Prior to coming to Microsoft, I was VP of Development for a company called Gazelle. One of the challenges we had there, was the need to standardize the names of items in a restaurant environment such that they could be warehoused and compared across chains.
The problem that we found – and the problem I see getting out of hand with blogs today – is there is no common set of definitions that people utilize or contribute to. In a restaurant example, you have no UPC codes for say a margarita. The name is essentially what exists on the POS button. This name can change from physical location to physical location within a chain of restaurants, and also variants between chains. There are no hard rules on what name is defined on the POS key, other than name length. As a result, you ended up with “Marg”, “Rita”, “MRITA”, “Mrgrta”, “Mrgarita”, “Margarita”, etc. An elaborate set of filters needed to be developed, run through, tweaked, and run through again, with ultimately a human with domain expertise mapping the unknown items to an existing or known definition.

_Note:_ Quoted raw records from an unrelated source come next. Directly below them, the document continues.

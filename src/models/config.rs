use std::path::PathBuf;

/// Configuration for a recording session.
///
/// Capture runs at fixed parameters: the mixer operates on 16-bit
/// little-endian mono PCM, so `validate` rejects anything else.
#[derive(Debug, Clone)]
pub struct RecorderConfig {
    /// Sample rate in Hz (default: 48000).
    pub sample_rate: u32,

    /// Bit depth for PCM output. Only 16 is supported.
    pub bit_depth: u16,

    /// Number of channels. Only mono (1) is supported.
    pub channels: u16,

    /// Directory where default-named recording files are written.
    pub output_directory: PathBuf,
}

impl RecorderConfig {
    pub fn validate(&self) -> Result<(), String> {
        if self.sample_rate == 0 {
            return Err("sample rate must be positive".into());
        }
        if self.bit_depth != 16 {
            return Err(format!("unsupported bit depth: {}", self.bit_depth));
        }
        if self.channels != 1 {
            return Err(format!("unsupported channel count: {}", self.channels));
        }
        Ok(())
    }

    /// Bytes of PCM data per second at these parameters.
    pub fn byte_rate(&self) -> u32 {
        self.sample_rate * self.channels as u32 * self.bit_depth as u32 / 8
    }
}

impl Default for RecorderConfig {
    fn default() -> Self {
        Self {
            sample_rate: 48000,
            bit_depth: 16,
            channels: 1,
            output_directory: PathBuf::from("."),
        }
    }
}

/// Options accepted by `RecordingSession::start`.
#[derive(Debug, Clone, Default)]
pub struct StartOptions {
    /// Output file path. When `None`, a timestamped file is created under
    /// the configured output directory.
    pub path: Option<PathBuf>,
}
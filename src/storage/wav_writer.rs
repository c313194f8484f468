use std::fs::{self, File, OpenOptions};
use std::io::{Seek, SeekFrom, Write};
use std::path::{Path, PathBuf};

use sha2::{Digest, Sha256};

use crate::models::config::RecorderConfig;
use crate::models::error::RecorderError;
use crate::processing::wav_format;

/// Streaming WAV file writer.
///
/// Two-phase format: `open` writes a provisional 44-byte header whose
/// size fields are zero, `append` streams raw PCM sequentially (never
/// seeking backward), `close` flushes and releases the handle. After the
/// file is closed, `finalize_header` re-opens it and patches the size
/// fields from the on-disk length.
pub struct WavFileWriter {
    file_path: PathBuf,
    file: Option<File>,
    total_bytes_written: u64,
}

impl WavFileWriter {
    pub fn new(file_path: PathBuf) -> Self {
        Self {
            file_path,
            file: None,
            total_bytes_written: 0,
        }
    }

    /// Create the file (and any missing parent directories) and write the
    /// provisional header. The handle is positioned at byte 44.
    pub fn open(&mut self, config: &RecorderConfig) -> Result<(), RecorderError> {
        if self.file.is_some() {
            return Ok(());
        }

        if let Some(parent) = self.file_path.parent() {
            fs::create_dir_all(parent)
                .map_err(|e| RecorderError::Storage(format!("failed to create directory: {}", e)))?;
        }

        let file = File::create(&self.file_path)
            .map_err(|e| RecorderError::Storage(format!("failed to create file: {}", e)))?;
        self.file = Some(file);

        let header = wav_format::generate_header(config.sample_rate, config.bit_depth, config.channels);
        self.append(&header)
    }

    /// Write PCM bytes sequentially.
    pub fn append(&mut self, data: &[u8]) -> Result<(), RecorderError> {
        let file = self
            .file
            .as_mut()
            .ok_or_else(|| RecorderError::Storage("file is not open for writing".into()))?;
        file.write_all(data)
            .map_err(|e| RecorderError::Storage(format!("write failed: {}", e)))?;
        self.total_bytes_written += data.len() as u64;
        Ok(())
    }

    /// Flush and release the file handle. Header sizes stay provisional;
    /// call `finalize_header` afterwards.
    pub fn close(&mut self) -> Result<(), RecorderError> {
        if let Some(mut file) = self.file.take() {
            file.flush()
                .map_err(|e| RecorderError::Storage(format!("flush failed: {}", e)))?;
        }
        Ok(())
    }

    /// Total bytes written so far (including the WAV header).
    pub fn bytes_written(&self) -> u64 {
        self.total_bytes_written
    }

    pub fn file_path(&self) -> &Path {
        &self.file_path
    }
}

/// Patch the provisional header sizes from the on-disk file length.
///
/// Writes `len - 8` at offset 4 (RIFF chunk size) and `len - 44` at
/// offset 40 (data chunk size), both u32 LE. Returns `Ok(false)` without
/// touching anything when the file is missing or no larger than the bare
/// header — the guard for an empty or aborted recording.
pub fn finalize_header(path: &Path) -> Result<bool, RecorderError> {
    let file_size = match fs::metadata(path) {
        Ok(meta) => meta.len(),
        Err(_) => return Ok(false),
    };
    if file_size <= wav_format::WAV_HEADER_SIZE as u64 {
        return Ok(false);
    }

    let mut file = OpenOptions::new()
        .read(true)
        .write(true)
        .open(path)
        .map_err(|e| RecorderError::Storage(format!("failed to reopen file: {}", e)))?;

    let riff_size = size_field(file_size - 8);
    file.seek(SeekFrom::Start(wav_format::RIFF_SIZE_OFFSET))
        .map_err(|e| RecorderError::Storage(e.to_string()))?;
    file.write_all(&riff_size.to_le_bytes())
        .map_err(|e| RecorderError::Storage(e.to_string()))?;

    let data_size = size_field(file_size - wav_format::WAV_HEADER_SIZE as u64);
    file.seek(SeekFrom::Start(wav_format::DATA_SIZE_OFFSET))
        .map_err(|e| RecorderError::Storage(e.to_string()))?;
    file.write_all(&data_size.to_le_bytes())
        .map_err(|e| RecorderError::Storage(e.to_string()))?;

    file.flush().map_err(|e| RecorderError::Storage(e.to_string()))?;
    Ok(true)
}

/// Convert a byte count to a u32 WAV header size field.
///
/// The RIFF format caps at 4 GiB; anything past that is pinned to
/// `u32::MAX` rather than wrapped.
fn size_field(value: u64) -> u32 {
    u32::try_from(value).unwrap_or_else(|_| {
        log::warn!("recording of {} bytes exceeds the WAV 4 GiB limit; size field capped", value);
        u32::MAX
    })
}

/// Compute SHA-256 hex digest of a file.
pub fn sha256_file(path: &Path) -> Result<String, RecorderError> {
    let data = fs::read(path)
        .map_err(|e| RecorderError::Storage(format!("failed to read file for checksum: {}", e)))?;
    let digest = Sha256::digest(&data);
    Ok(hex_encode(&digest))
}

fn hex_encode(bytes: &[u8]) -> String {
    bytes.iter().map(|b| format!("{:02x}", b)).collect()
}
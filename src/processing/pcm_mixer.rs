//! Pure-math additive PCM mixer.
//!
//! All operations work on byte slices of interleaved little-endian 16-bit
//! samples with no platform dependencies and no state across calls.

use std::sync::Arc;

/// Mix one microphone buffer with a registry snapshot of remote buffers.
///
/// - `mic`: 16-bit LE mono PCM bytes; drives the output length.
/// - `remotes`: zero or more remote PCM buffers of arbitrary length.
///
/// For each sample index, the mic sample and every remote sample available
/// at the same byte offset are summed in a 32-bit accumulator, clamped once
/// to the i16 range, and re-encoded. Remote buffers shorter than the mic
/// buffer contribute nothing past their own end. Hard clipping is the
/// documented behavior; there is no soft limiting or gain normalization.
///
/// Output length always equals `mic.len()`. A trailing odd byte (malformed
/// input) is copied through unmixed.
pub fn mix(mic: &[u8], remotes: &[Arc<Vec<u8>>]) -> Vec<u8> {
    let mut out = vec![0u8; mic.len()];

    for (i, pair) in mic.chunks_exact(2).enumerate() {
        let offset = i * 2;
        let mut sum = i16::from_le_bytes([pair[0], pair[1]]) as i32;

        for remote in remotes {
            if let Some(bytes) = remote.get(offset..offset + 2) {
                sum += i16::from_le_bytes([bytes[0], bytes[1]]) as i32;
            }
        }

        let clamped = sum.clamp(i16::MIN as i32, i16::MAX as i32) as i16;
        out[offset..offset + 2].copy_from_slice(&clamped.to_le_bytes());
    }

    if mic.len() % 2 == 1 {
        out[mic.len() - 1] = mic[mic.len() - 1];
    }

    out
}
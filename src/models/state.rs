/// Recording session state machine.
///
/// State transitions:
/// ```text
/// idle → recording → idle
/// ```
///
/// A session is long-lived and re-enterable: one start/stop cycle at a
/// time, any number of cycles over its lifetime.
#[derive(Debug, Clone, Copy, PartialEq, Eq)]
pub enum RecorderState {
    Idle,
    Recording,
}

impl RecorderState {
    pub fn is_idle(&self) -> bool {
        matches!(self, Self::Idle)
    }

    pub fn is_recording(&self) -> bool {
        matches!(self, Self::Recording)
    }
}
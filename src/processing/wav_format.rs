//! WAV file format utilities.
//!
//! Generates the canonical 44-byte RIFF WAV header. The two size fields
//! (RIFF chunk size at offset 4, data chunk size at offset 40) are written
//! as zero placeholders; `storage::wav_writer::finalize_header` patches
//! them once the total file length is known.

/// Size of the standard WAV RIFF header in bytes.
pub const WAV_HEADER_SIZE: usize = 44;

/// Byte offset of the RIFF chunk size field (`file size - 8`).
pub const RIFF_SIZE_OFFSET: u64 = 4;

/// Byte offset of the data chunk size field (`file size - 44`).
pub const DATA_SIZE_OFFSET: u64 = 40;

/// Generate a provisional 44-byte WAV RIFF header.
///
/// Format: PCM (format code 1), little-endian.
///
/// Layout:
/// ```text
/// [0-3]    "RIFF"
/// [4-7]    file size - 8 (placeholder: 0)
/// [8-11]   "WAVE"
/// [12-15]  "fmt "
/// [16-19]  16 (PCM format chunk size)
/// [20-21]  1 (PCM format code)
/// [22-23]  channels
/// [24-27]  sample_rate
/// [28-31]  byte_rate = sample_rate * channels * bit_depth / 8
/// [32-33]  block_align = channels * bit_depth / 8
/// [34-35]  bit_depth
/// [36-39]  "data"
/// [40-43]  data size (placeholder: 0)
/// ```
pub fn generate_header(sample_rate: u32, bit_depth: u16, channels: u16) -> [u8; WAV_HEADER_SIZE] {
    let byte_rate = sample_rate * channels as u32 * bit_depth as u32 / 8;
    let block_align = channels * bit_depth / 8;

    let mut header = [0u8; WAV_HEADER_SIZE];

    // RIFF chunk descriptor; chunk size stays zero until finalization
    header[0..4].copy_from_slice(b"RIFF");
    header[8..12].copy_from_slice(b"WAVE");

    // fmt sub-chunk
    header[12..16].copy_from_slice(b"fmt ");
    header[16..20].copy_from_slice(&16u32.to_le_bytes()); // PCM format size
    header[20..22].copy_from_slice(&1u16.to_le_bytes()); // PCM format code
    header[22..24].copy_from_slice(&channels.to_le_bytes());
    header[24..28].copy_from_slice(&sample_rate.to_le_bytes());
    header[28..32].copy_from_slice(&byte_rate.to_le_bytes());
    header[32..34].copy_from_slice(&block_align.to_le_bytes());
    header[34..36].copy_from_slice(&bit_depth.to_le_bytes());

    // data sub-chunk; data size stays zero until finalization
    header[36..40].copy_from_slice(b"data");

    header
}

This is the same thing we’re seeing in blogs, only there are far more blogs than restaurants, and blogs cover far more subject matter domains than restaurants. Eventually, we will want to do what I did for restaurants at Gazelle – standardize data, provide common tags by which to identify, find, and share information.
I think there is a distinct opportunity for someone to stand up and show some leadership here and build a common repository of tags and allow people to contribute to them. This would need to also include a thesaurus of similar tags.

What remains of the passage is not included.